Legacy Deep-Dive: Error Handling
This page is retained as a detailed reference. The canonical user path is now the chaptered handbook.
Primary chapter: 09-error-handling-and-reliability.md
Runtime and handles: Runtime and Handle Model
Detailed Reference (Legacy)
DTL provides two error handling modes: result-based (default) and exception-based. This guide covers both approaches and how to handle distributed errors.
Table of Contents
Overview
Distributed systems introduce error scenarios not present in single-process code:
Communication failures
Rank failures
Collective operation mismatches
Structural invalidation across ranks
DTL handles these through configurable error policies.
Error Policy Selection
// Result-based (default)
dtl::distributed_vector<double, ..., dtl::expected> vec(1000, size, rank);
// Exception-based
dtl::distributed_vector<double, ..., dtl::throwing> vec(1000, size, rank);
Error Categories
DTL defines standard error codes for all operations:
Error Code |
Description |
|---|---|
|
Operation succeeded |
|
Invalid parameter |
|
Index out of bounds |
|
Operation not supported |
|
Backend (MPI, CUDA) error |
|
Collective operation failed |
|
Serialization failed |
|
Consistency policy violated |
|
View/iterator invalidated |
|
Operation timed out |
|
Operation canceled |
Checking Error Codes
dtl::error err = some_operation();
switch (err.code()) {
case dtl::error_code::ok:
// Success
break;
case dtl::error_code::out_of_range:
// Handle bounds error
break;
case dtl::error_code::collective_failure:
// Handle distributed failure
break;
default:
// Handle other errors
break;
}
Result-Based Error Handling
The default mode uses result<T> (similar to std::expected).
Basic Usage
dtl::distributed_vector<double> vec(1000, size, rank); // default: expected policy
auto global = vec.global_view();
// get() returns result<T>
auto result = global[500].get();
if (result.has_value()) {
double val = result.value();
std::cout << "Value: " << val << "\n";
} else {
dtl::error err = result.error();
std::cerr << "Error: " << err.message() << "\n";
}
Result Type API
dtl::result<T> result = operation();
// Check success
if (result) { ... } // Explicit bool conversion
if (result.has_value()) { ... }
// Access value (precondition: has_value())
T val = result.value();
T val = *result; // Same as value()
// Access value with default
T val = result.value_or(default_value);
// Access error (precondition: !has_value())

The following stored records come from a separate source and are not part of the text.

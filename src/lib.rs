//! devtools-protogen - Protocol schema compiler for remote-debugging bindings.
//!
//! This library reads the JSON description of a remote-debugging wire
//! protocol (domains of types, commands and events) and emits one Rust
//! module per domain with typed records, blocking and callback command
//! handles, and event registration helpers.
//!
//! # Architecture
//!
//! The compiler is a single synchronous pass:
//!
//! - **Schema**: JSON is decoded and converted into a closed model
//! - **Resolve**: one [`NameTable`] is built over every domain of a version
//! - **Emit**: each domain is rendered against that table, in schema order
//! - **Write**: each domain file is written, formatted, then the index
//!
//! Key design principles:
//!
//! - Whether a name in one domain must be domain-qualified depends on every
//!   other domain, so resolution finishes before emission starts
//! - The name table is immutable once built and passed by reference
//! - Every failure is fatal; there is no partial recovery
//!
//! # Quick Start
//!
//! ```no_run
//! use devtools_protogen::{Compiler, Result};
//!
//! fn main() -> Result<()> {
//!     let compiler = Compiler::builder()
//!         .output_dir("src/bindings")
//!         .include_experimental(false)
//!         .build()?;
//!
//!     let report = compiler.compile_files(&["browser_protocol.json", "js_protocol.json"])?;
//!     println!("{} files written", report.file_count());
//!     Ok(())
//! }
//! ```
//!
//! # Modules
//!
//! | Module | Description |
//! |--------|-------------|
//! | [`schema`] | Schema document model and loading |
//! | [`resolve`] | Cross-domain name table |
//! | [`codegen`] | Rust source generation |
//! | [`output`] | File writing and formatting |
//! | [`compiler`] | Driver and configuration |
//! | [`runtime`] | Support code generated bindings import |
//! | [`error`] | Error types and [`Result`] alias |

// ============================================================================
// Modules
// ============================================================================

/// Rust source generation.
///
/// [`codegen::Emitter`] renders one domain into module body text.
pub mod codegen;

/// Compilation driver and configuration.
///
/// Use [`Compiler::builder()`] to create a configured compiler.
pub mod compiler;

/// Error types and result aliases.
///
/// All fallible operations return [`Result<T>`] which uses [`Error`].
pub mod error;

/// Output files and external formatter.
pub mod output;

/// Cross-domain name resolution.
pub mod resolve;

/// Support code imported by generated bindings.
///
/// Provides the [`runtime::Transport`] seam and a socket-agnostic
/// [`runtime::Dispatcher`].
pub mod runtime;

/// Protocol schema model.
pub mod schema;

// ============================================================================
// Re-exports
// ============================================================================

// Compiler types
pub use compiler::{
    CompileReport, Compiler, CompilerBuilder, CompilerOptions, FormatterOptions, VersionReport,
};

// Error types
pub use error::{Error, Result};

// Resolution
pub use resolve::NameTable;

// Schema types
pub use schema::{Domain, Schema, Version, load_schema, parse_schema};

dtl::error err = result.error();
Chaining Operations
auto result = global[idx].get()
.and_then([](double x) -> dtl::result<double> {
return x * 2.0;
})
.or_else([](dtl::error e) -> dtl::result<double> {
std::cerr << "Error: " << e.message() << "\n";
return 0.0; // Default value
});
Void Results
Operations that don’t return a value use result<void>:
dtl::result<void> result = global[500].put(42.0);
if (!result) {
std::cerr << "Put failed: " << result.error().message() << "\n";
}
Exception-Based Error Handling
Enable exceptions with the throwing error policy.
Configuration
// Container with throwing policy
dtl::distributed_vector<double, dtl::block_partition<>, dtl::host_only,
dtl::seq, dtl::bulk_synchronous, dtl::throwing> vec(1000, size, rank);
Basic Usage
try {
auto global = vec.global_view();
double val = global[500].get(); // Throws on error
global[500].put(42.0); // Throws on error
} catch (const dtl::dtl_exception& e) {
std::cerr << "DTL error: " << e.what() << "\n";
std::cerr << "Error code: " << static_cast<int>(e.code()) << "\n";
}
Exception Hierarchy
std::exception
└── dtl::dtl_exception
├── dtl::invalid_argument_error
├── dtl::out_of_range_error
├── dtl::communication_error
│ └── dtl::collective_error
├── dtl::serialization_error
├── dtl::consistency_error
└── dtl::invalidation_error
Catching Specific Exceptions
try {
// ... operations ...
} catch (const dtl::collective_error& e) {
// Handle collective failure specifically
std::cerr << "Collective failed: " << e.what() << "\n";
// e.failing_ranks() may be available
} catch (const dtl::communication_error& e) {
// Handle any communication error
std::cerr << "Communication error: " << e.what() << "\n";
} catch (const dtl::dtl_exception& e) {
// Handle any DTL error
std::cerr << "DTL error: " << e.what() << "\n";
}
Collective Errors
Distributed operations may fail on subsets of ranks. DTL provides collective_error to aggregate failure information.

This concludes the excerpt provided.